Quando Jesus diz ao escriba que ele não está longe do Reino de Deus, aponta para uma verdade profunda: o Reino não é uma realidade imposta de fora, mas algo que se aproxima na medida em que nos sintonizamos com a verdade última do amor. A plenitude do ser humano não está na posse, no domínio ou na segurança exterior, mas na liberdade de amar sem reservas, reconhecendo no amor a lei suprema que governa toda a existência.
Quem compreende esta verdade e a vive não apenas se aproxima do Reino, mas já começa a experimentá-lo. Pois amar plenamente é encontrar-se na convergência última de todas as coisas, onde o coração, a alma, a mente e a força não são mais elementos dispersos, mas um só movimento em direção à origem e ao destino de tudo o que existe.
EXPLICAÇÃO TEOLÓGICA
A Plenitude do Amor a Deus como Fundamento do Ser
A frase pronunciada por Jesus em Marcos 12,30 — "Amarás o Senhor teu Deus de todo o teu coração, de toda a tua alma, de toda a tua mente e de toda a tua força" — não é apenas um mandamento, mas a revelação da estrutura ontológica do amor que vincula o ser humano ao Absoluto. Esse amor não é um preceito externo, imposto arbitrariamente, mas a resposta natural do homem à realidade divina que sustenta sua existência.

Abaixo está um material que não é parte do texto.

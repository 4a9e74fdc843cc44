//! Rendezvous listener over an addressed point-to-point medium.
//!
//! # Responsibilities
//! - Turn raw bind-at-an-address links into an accept-queue abstraction
//! - Drive the handshake on every bound link
//! - Re-arm a bind slot whenever a tracked link disconnects
//!
//! # Design Decisions
//! - The dispatcher is injected at construction; the listener registers
//!   and removes its own handlers through it
//! - Unregistration happens by raw `TargetId`, so a handler can be
//!   removed for a link that no longer exists
//! - `accept` transfers full ownership: the returned link is no longer
//!   tracked, and its future disconnects are the caller's to handle

use std::collections::{HashMap, VecDeque};
use std::sync::{Arc, Mutex};

use thiserror::Error;

use crate::config::{ListenerConfig, RespawnConfig};
use crate::event::{DispatchError, Event, EventDispatcher, EventKind, TargetId};
use crate::link::{DataLink, LinkError, LinkProvider};
use crate::net::handshake::{Handshake, HandshakeOutcome};
use crate::resilience::Backoff;

const STATE_LOCK: &str = "listener state lock poisoned";

/// Error type for listener operations.
#[derive(Debug, Error)]
pub enum ListenerError {
    /// `accept` was called with an empty waiting queue. Call it once per
    /// connection-pending notification.
    #[error("no pending connection to accept")]
    NoPendingConnection,

    /// Handler registration failed while arming a bind slot.
    #[error(transparent)]
    Register(#[from] DispatchError),

    /// The medium refused an operation.
    #[error(transparent)]
    Link(#[from] LinkError),
}

/// A rendezvous listener: binds links, shepherds them through the
/// handshake, queues them for `accept`, and respawns slots on disconnect.
pub struct RendezvousListener<P: LinkProvider> {
    inner: Arc<Inner<P>>,
}

struct Inner<P: LinkProvider> {
    /// Registration target for connection-pending notifications.
    target: TargetId,
    provider: P,
    dispatcher: Arc<dyn EventDispatcher>,
    handshake: Handshake,
    respawn: RespawnConfig,
    state: Mutex<State<P>>,
}

struct State<P: LinkProvider> {
    /// Bound links still mid-handshake, by target identity.
    pending: HashMap<TargetId, Arc<P::Link>>,
    /// Handshake-complete links awaiting accept, oldest first.
    waiting: VecDeque<Arc<P::Link>>,
    /// Bind address of every tracked link, pending or waiting.
    addresses: HashMap<TargetId, P::Addr>,
}

impl<P: LinkProvider> State<P> {
    fn new() -> Self {
        Self {
            pending: HashMap::new(),
            waiting: VecDeque::new(),
            addresses: HashMap::new(),
        }
    }
}

impl<P: LinkProvider> RendezvousListener<P> {
    /// Create a listener on `provider`, dispatching through `dispatcher`.
    pub fn new(provider: P, dispatcher: Arc<dyn EventDispatcher>, config: &ListenerConfig) -> Self {
        Self {
            inner: Arc::new(Inner {
                target: TargetId::next(),
                provider,
                dispatcher,
                handshake: Handshake::from_config(&config.handshake),
                respawn: config.respawn.clone(),
                state: Mutex::new(State::new()),
            }),
        }
    }

    /// The registration target for this listener's connection-pending
    /// notifications.
    pub fn target(&self) -> TargetId {
        self.inner.target
    }

    /// Arm a bind slot at `addr`.
    ///
    /// Binding the same address twice creates two independent slots.
    /// On failure every completed setup step is unwound and the error is
    /// returned; no partial state survives.
    pub fn bind(&self, addr: &P::Addr) -> Result<(), ListenerError> {
        Inner::bind(&self.inner, addr)
    }

    /// Dequeue the oldest handshake-complete link.
    ///
    /// Writes the accept acknowledgment to the link and transfers its
    /// ownership to the caller. Errors with
    /// [`ListenerError::NoPendingConnection`] when nothing is waiting.
    pub fn accept(&self) -> Result<Arc<P::Link>, ListenerError> {
        let mut state = self.inner.state.lock().expect(STATE_LOCK);
        let Some(link) = state.waiting.pop_front() else {
            return Err(ListenerError::NoPendingConnection);
        };
        let target = link.target();

        // Ownership transfers to the caller, disconnect handling included.
        self.inner.dispatcher.remove(EventKind::Disconnected, target);
        state.addresses.remove(&target);

        if let Err(err) = link.write(self.inner.handshake.accept_ack()) {
            tracing::warn!(target_id = %target, error = %err, "accept acknowledgment failed, dropping link");
            return Err(err.into());
        }

        tracing::debug!(target_id = %target, "connection accepted");
        Ok(link)
    }

    /// Destroy every tracked link and clear all listener state.
    ///
    /// Idempotent. Links already handed out via `accept` are untouched.
    pub fn close(&self) {
        self.inner.close();
    }

    /// Number of links awaiting handshake.
    pub fn pending_count(&self) -> usize {
        self.inner.state.lock().expect(STATE_LOCK).pending.len()
    }

    /// Number of handshake-complete links awaiting accept.
    pub fn waiting_count(&self) -> usize {
        self.inner.state.lock().expect(STATE_LOCK).waiting.len()
    }

    /// Target identities of the links awaiting handshake.
    pub fn pending_ids(&self) -> Vec<TargetId> {
        self.inner
            .state
            .lock()
            .expect(STATE_LOCK)
            .pending
            .keys()
            .copied()
            .collect()
    }

    /// Target identities of the links awaiting accept, oldest first.
    pub fn waiting_ids(&self) -> Vec<TargetId> {
        self.inner
            .state
            .lock()
            .expect(STATE_LOCK)
            .waiting
            .iter()
            .map(|link| link.target())
            .collect()
    }

    /// The address a tracked link is bound at, if it is still tracked.
    pub fn bound_address(&self, target: TargetId) -> Option<P::Addr> {
        self.inner
            .state
            .lock()
            .expect(STATE_LOCK)
            .addresses
            .get(&target)
            .cloned()
    }
}

impl<P: LinkProvider> Drop for RendezvousListener<P> {
    fn drop(&mut self) {
        self.inner.close();
    }
}

impl<P: LinkProvider> Inner<P> {
    /// Full bind sequence under the state lock: create, register both
    /// handlers, bind, track. Rollback is the reverse of whatever
    /// completed.
    fn bind(this: &Arc<Self>, addr: &P::Addr) -> Result<(), ListenerError> {
        let mut state = this.state.lock().expect(STATE_LOCK);

        let link = Arc::new(this.provider.create_link());
        let target = link.target();

        let weak = Arc::downgrade(this);
        let handshake_link = Arc::clone(&link);
        this.dispatcher.register(
            EventKind::InputReady,
            target,
            Box::new(move |_event| {
                if let Some(inner) = weak.upgrade() {
                    inner.handle_input_ready(&handshake_link);
                }
            }),
        )?;

        let weak = Arc::downgrade(this);
        if let Err(err) = this.dispatcher.register(
            EventKind::Disconnected,
            target,
            Box::new(move |event| {
                if let Some(inner) = weak.upgrade() {
                    Inner::handle_disconnected(&inner, event.source);
                }
            }),
        ) {
            this.dispatcher.remove(EventKind::InputReady, target);
            return Err(err.into());
        }

        if let Err(err) = link.bind(addr) {
            this.dispatcher.remove(EventKind::Disconnected, target);
            this.dispatcher.remove(EventKind::InputReady, target);
            tracing::warn!(target_id = %target, addr = ?addr, error = %err, "bind failed, setup rolled back");
            return Err(err.into());
        }

        state.pending.insert(target, Arc::clone(&link));
        state.addresses.insert(target, addr.clone());

        tracing::debug!(target_id = %target, addr = ?addr, "link bound, awaiting handshake");
        Ok(())
    }

    /// Input-ready handler: read what the link has, classify, promote or
    /// reject.
    fn handle_input_ready(&self, link: &Arc<P::Link>) {
        let target = link.target();

        let mut payload = vec![0u8; link.available()];
        match link.read(&mut payload) {
            Ok(count) => payload.truncate(count),
            Err(err) => {
                tracing::warn!(target_id = %target, error = %err, "handshake read failed");
                return;
            }
        }

        match self.handshake.classify(&payload) {
            HandshakeOutcome::Connect => {
                let mut state = self.state.lock().expect(STATE_LOCK);
                let Some(link) = state.pending.remove(&target) else {
                    // Stale event: the link was closed or respawned after
                    // this notification was posted.
                    return;
                };
                // One-shot handshake: no more unsolicited reads expected
                // before accept.
                self.dispatcher.remove(EventKind::InputReady, target);
                state.waiting.push_back(link);
                self.dispatcher.post(Event {
                    kind: EventKind::ConnectionPending,
                    source: self.target,
                });
                tracing::debug!(target_id = %target, "handshake complete, link awaiting accept");
            }
            HandshakeOutcome::Mismatch => {
                let state = self.state.lock().expect(STATE_LOCK);
                if !state.pending.contains_key(&target) {
                    return;
                }
                if let Err(err) = link.write(self.handshake.reject()) {
                    tracing::warn!(target_id = %target, error = %err, "reject reply failed");
                } else {
                    tracing::debug!(target_id = %target, "handshake mismatch, reject sent");
                }
            }
        }
    }

    /// Disconnect handler: destroy the dead link and re-arm its slot.
    fn handle_disconnected(this: &Arc<Self>, target: TargetId) {
        // The link object may already be unusable; unregister by raw
        // identity only.
        this.dispatcher.remove(EventKind::Disconnected, target);

        let addr = {
            let mut state = this.state.lock().expect(STATE_LOCK);
            let removed = if let Some(link) = state.pending.remove(&target) {
                this.dispatcher.remove(EventKind::InputReady, target);
                Some(link)
            } else if let Some(index) = state
                .waiting
                .iter()
                .position(|link| link.target() == target)
            {
                state.waiting.remove(index)
            } else {
                // Accepted or closed since the event was posted; the
                // listener no longer owns this link.
                None
            };
            let Some(dead_link) = removed else {
                return;
            };
            // The dead link is destroyed before its replacement is bound.
            drop(dead_link);
            state.addresses.remove(&target)
        };

        let Some(addr) = addr else {
            tracing::warn!(target_id = %target, "disconnected link had no tracked address, slot not respawned");
            return;
        };

        tracing::info!(target_id = %target, addr = ?addr, "link disconnected, respawning bind slot");
        // The handler's own lock scope has ended; the nested bind takes a
        // fresh one.
        if let Err(err) = Inner::bind(this, &addr) {
            tracing::warn!(addr = ?addr, error = %err, "respawn bind failed, scheduling retries");
            Inner::spawn_respawn_retry(this, addr);
        }
    }

    /// Retry a failed respawn in the background with jittered backoff.
    fn spawn_respawn_retry(this: &Arc<Self>, addr: P::Addr) {
        if this.respawn.max_attempts == 0 {
            tracing::error!(addr = ?addr, "respawn retries disabled, bind slot lost");
            return;
        }
        let Ok(runtime) = tokio::runtime::Handle::try_current() else {
            tracing::error!(addr = ?addr, "no async runtime for respawn retries, bind slot lost");
            return;
        };

        let weak = Arc::downgrade(this);
        let respawn = this.respawn.clone();
        runtime.spawn(async move {
            let mut backoff = Backoff::new(respawn.base_delay_ms, respawn.max_delay_ms);
            for attempt in 1..=respawn.max_attempts {
                tokio::time::sleep(backoff.next_delay()).await;
                let Some(inner) = weak.upgrade() else {
                    return;
                };
                match Inner::bind(&inner, &addr) {
                    Ok(()) => {
                        tracing::info!(attempt, addr = ?addr, "respawn retry re-armed bind slot");
                        return;
                    }
                    Err(err) => {
                        tracing::warn!(attempt, addr = ?addr, error = %err, "respawn retry failed");
                    }
                }
            }
            tracing::error!(
                attempts = respawn.max_attempts,
                addr = ?addr,
                "respawn retries exhausted, bind slot lost"
            );
        });
    }

    fn close(&self) {
        let mut state = self.state.lock().expect(STATE_LOCK);
        let dropped = state.pending.len() + state.waiting.len();

        for (target, _link) in state.pending.drain() {
            self.dispatcher.remove(EventKind::InputReady, target);
            self.dispatcher.remove(EventKind::Disconnected, target);
        }
        for link in state.waiting.drain(..) {
            self.dispatcher.remove(EventKind::Disconnected, link.target());
        }
        state.addresses.clear();

        if dropped > 0 {
            tracing::debug!(links = dropped, "listener closed, tracked links destroyed");
        }
    }
}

1. O Coração: O Centro da Vontade e do Desejo
O "coração" na linguagem bíblica não se reduz à sede dos sentimentos, mas representa o centro da vontade, onde as decisões são tomadas e onde os afetos e intenções são ordenados. Amar a Deus "de todo o coração" significa submeter a própria vontade ao princípio supremo da Verdade e do Bem, conformando-se ao desígnio divino. Esse amor não é fragmentado ou vacilante, mas absoluto, pois o coração não pode servir a dois senhores (Mt 6,24).

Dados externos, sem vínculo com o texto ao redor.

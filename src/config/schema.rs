//! Configuration schema definitions.
//!
//! This module defines the complete configuration structure for the
//! listener. All types derive Serde traits for deserialization from
//! config files.

use serde::{Deserialize, Serialize};

use crate::net::handshake;

/// Root configuration for a rendezvous listener.
#[derive(Debug, Clone, Deserialize, Serialize, Default)]
#[serde(default)]
pub struct ListenerConfig {
    /// Handshake wire sentinels.
    pub handshake: HandshakeConfig,

    /// Respawn retry policy for bind slots lost to transient failures.
    pub respawn: RespawnConfig,
}

/// The three fixed wire payloads of the handshake exchange.
///
/// These bytes are a contract with the peer implementation; change them
/// only in lockstep with every deployed peer.
#[derive(Debug, Clone, Deserialize, Serialize)]
#[serde(default)]
pub struct HandshakeConfig {
    /// Payload a peer sends to request promotion to a connection.
    pub connect_request: String,

    /// Payload written back when the application accepts the link.
    pub accept_ack: String,

    /// Payload written back when a handshake attempt does not match.
    pub reject: String,
}

impl Default for HandshakeConfig {
    fn default() -> Self {
        Self {
            connect_request: handshake::DEFAULT_CONNECT_REQUEST.to_string(),
            accept_ack: handshake::DEFAULT_ACCEPT_ACK.to_string(),
            reject: handshake::DEFAULT_REJECT.to_string(),
        }
    }
}

/// Retry policy applied when re-binding a slot fails after a disconnect.
#[derive(Debug, Clone, Deserialize, Serialize)]
#[serde(default)]
pub struct RespawnConfig {
    /// Retry attempts after the initial failed re-bind (0 disables retries).
    pub max_attempts: u32,

    /// Delay before the first retry, in milliseconds.
    pub base_delay_ms: u64,

    /// Ceiling on the backoff delay, in milliseconds.
    pub max_delay_ms: u64,
}

impl Default for RespawnConfig {
    fn default() -> Self {
        Self {
            max_attempts: 5,
            base_delay_ms: 50,
            max_delay_ms: 2_000,
        }
    }
}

2. A Alma: O Princípio da Vida e da Existência
A "alma" (ψυχή – psychḗ), no contexto bíblico, é o princípio vital, a própria vida do ser humano. Amar a Deus "de toda a tua alma" significa reconhecer que a existência não tem sentido autônomo, mas é sustentada e orientada por Deus. Esse amor implica entrega total, pois "quem perder a sua vida por causa de mim e do Evangelho, salvá-la-á" (Mc 8,35). O verdadeiro amor a Deus não teme a doação total, pois sabe que a vida só encontra sua plenitude quando é oferecida em comunhão com a Fonte da Vida.
3. A Mente: A Inteligência como Caminho para Deus
A "mente" (διάνοια – diánoia) é a capacidade de compreender, refletir e discernir. Amar a Deus "de toda a tua mente" implica integrar a inteligência no ato de amor, reconhecendo que todo conhecimento autêntico conduz ao Criador. A verdade não é apenas um conceito abstrato, mas uma Pessoa (Jo 14,6), e o intelecto humano encontra sua realização máxima quando se alinha ao Logos divino. O amor que não envolve a razão pode degenerar em sentimentalismo, enquanto a razão sem amor pode se tornar fria e estéril.
4. A Força: O Amor Como Ação e Testemunho
A "força" (ἰσχύς – ischýs) representa a dimensão ativa do amor, o empenho concreto da existência. Amar a Deus "de toda a tua força" significa que esse amor deve traduzir-se em ação, em obras visíveis que manifestam a realidade do Reino. Não basta apenas sentir ou compreender; é necessário agir, pois "a fé sem obras é morta" (Tg 2,26). A força do amor expressa-se no testemunho, no sacrifício e na perseverança diante das adversidades.
Conclusão: O Amor Como Unidade Dinâmica
Os quatro aspectos mencionados por Jesus não devem ser vistos como compartimentos isolados, mas como dimensões integradas do amor total. O coração ordena os afetos, a alma entrega-se plenamente, a mente ilumina a jornada e a força concretiza o amor em obras.
Amar a Deus assim é, na verdade, um movimento de retorno ao princípio originário da existência. Quanto mais o ser humano se doa nesse amor, mais se encontra consigo mesmo, pois "quem ama permanece em Deus, e Deus nele" (1Jo 4,16). É nesse amor total que o homem se torna verdadeiramente livre e atinge a plenitude para a qual foi criado.